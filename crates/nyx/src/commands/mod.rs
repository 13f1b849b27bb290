//! Wires a parsed [`crate::cli::Cli`] onto the pipeline core: resolves
//! configuration, opens the repository, builds the default service
//! registry, and dispatches to the requested [`nyx_core::Command`].

use nyx_config::{ConfigLayer, Resolver};
use nyx_core::{default_state_path, Command, CoreError, Pipeline, State};
use nyx_git::Repository;
use nyx_services::{LocalAssetService, LocalPublishService, ServiceRegistry};

use crate::cli::{Cli, Commands};

pub fn run(cli: Cli) -> Result<(), CoreError> {
    let mut resolver = Resolver::new(cli.command_line_layer(), ConfigLayer::default());
    resolver.update_configured_layers()?;
    let config = resolver.resolve()?;

    let repo = Repository::open(&config.directory)?;
    let registry = default_registry(&config.directory);
    let state_path = default_state_path(&config.directory, &config.state_file);
    let pipeline = Pipeline::new(state_path);

    let command = match cli.command {
        Commands::Clean => Command::Clean,
        Commands::Infer => Command::Infer,
        Commands::Make => Command::Make,
        Commands::Mark => Command::Mark,
        Commands::Publish | Commands::Release => Command::Publish,
    };

    let state = pipeline.run(command, &config, &repo, &registry)?;
    report(&state);
    Ok(())
}

/// The bundled filesystem-backed services, registered under `"local"`.
/// A production deployment registers real GitHub/GitLab clients here
/// instead; the core never hardcodes a concrete service.
fn default_registry(directory: &std::path::Path) -> ServiceRegistry {
    let assets_dir = directory.join(".nyx").join("assets");
    let releases_dir = directory.join(".nyx").join("releases");
    ServiceRegistry::new()
        .with_asset_service("local", Box::new(LocalAssetService::new(assets_dir)))
        .with_publish_service("local", Box::new(LocalPublishService::new(releases_dir)))
}

fn report(state: &State) {
    if let Some(version) = &state.version {
        println!("version: {version}");
    }
    if let Some(bump) = &state.bump {
        println!("bump: {bump}");
    }
    println!("newVersion: {}", state.new_version.unwrap_or(false));
    println!("newRelease: {}", state.new_release.unwrap_or(false));
}
//! CLI definition: global flags feed the command-line configuration
//! layer, subcommands map onto pipeline commands.

use std::path::PathBuf;

use clap::{Parser, Subcommand};
use nyx_config::ConfigLayer;
use nyx_version::Scheme;

/// Automates semantic releases: infers the next version from commit
/// history and carries it through to a tagged, published release.
#[derive(Debug, Parser)]
#[command(name = "nyx")]
#[command(version, about, long_about = None)]
pub struct Cli {
    /// Repository directory (defaults to the current directory).
    #[arg(short = 'C', long, global = true)]
    pub directory: Option<PathBuf>,

    /// Path to a local configuration file.
    #[arg(long, global = true)]
    pub configuration_file: Option<PathBuf>,

    /// Path to a shared configuration file.
    #[arg(long, global = true)]
    pub shared_configuration_file: Option<PathBuf>,

    /// Named built-in preset (only `"default"` is currently bundled).
    #[arg(long, global = true)]
    pub preset: Option<String>,

    /// Perform every command without mutating the repository or any
    /// remote service.
    #[arg(long, global = true)]
    pub dry_run: bool,

    /// Resume from a previously saved state file, if one exists.
    #[arg(long, global = true)]
    pub resume: bool,

    /// Versioning scheme to use.
    #[arg(long, global = true, value_enum)]
    pub scheme: Option<CliScheme>,

    /// Pin the bump identifier instead of inferring it from history.
    #[arg(long, global = true)]
    pub bump: Option<String>,

    /// Override the inferred version outright.
    #[arg(long, global = true)]
    pub version_override: Option<String>,

    /// Path to the serialized pipeline state file.
    #[arg(long, global = true)]
    pub state_file: Option<String>,

    #[command(subcommand)]
    pub command: Commands,
}

#[derive(Debug, Clone, Copy, clap::ValueEnum)]
pub enum CliScheme {
    Semver,
    Maven,
}

impl From<CliScheme> for Scheme {
    fn from(value: CliScheme) -> Self {
        match value {
            CliScheme::Semver => Scheme::SemVer,
            CliScheme::Maven => Scheme::Maven,
        }
    }
}

#[derive(Debug, Subcommand)]
pub enum Commands {
    /// Removes the state file and invalidates every up-to-date cache.
    Clean,
    /// Computes the next version from commit history.
    Infer,
    /// Builds every configured asset.
    Make,
    /// Commits, tags, and pushes the computed version.
    Mark,
    /// Publishes the release to configured hosting services.
    Publish,
    /// Runs the full chain: Infer, Make, Mark, then Publish.
    Release,
}

impl Cli {
    /// Builds the command-line configuration layer from the parsed flags.
    #[must_use]
    pub fn command_line_layer(&self) -> ConfigLayer {
        ConfigLayer {
            directory: self.directory.clone(),
            dry_run: Some(self.dry_run).filter(|v| *v),
            resume: Some(self.resume).filter(|v| *v),
            scheme: self.scheme.map(Into::into),
            bump: self.bump.clone(),
            version: self.version_override.clone(),
            state_file: self.state_file.clone(),
            configuration_file: self.configuration_file.clone(),
            shared_configuration_file: self.shared_configuration_file.clone(),
            preset: self.preset.clone(),
            ..ConfigLayer::default()
        }
    }
}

------------------------------------------------

* [Task prompt] In the entries above, find the line holding "pipeline core: resolves" and the line holding "pub fn run(cli: Cli)"; print both of them and every line between, exactly, and nothing else.

* [Output of the exercise]
//! Wires a parsed [`crate::cli::Cli`] onto the pipeline core: resolves
//! configuration, opens the repository, builds the default service
//! registry, and dispatches to the requested [`nyx_core::Command`].

use nyx_config::{ConfigLayer, Resolver};
use nyx_core::{default_state_path, Command, CoreError, Pipeline, State};
use nyx_git::Repository;
use nyx_services::{LocalAssetService, LocalPublishService, ServiceRegistry};

use crate::cli::{Cli, Commands};

pub fn run(cli: Cli) -> Result<(), CoreError> {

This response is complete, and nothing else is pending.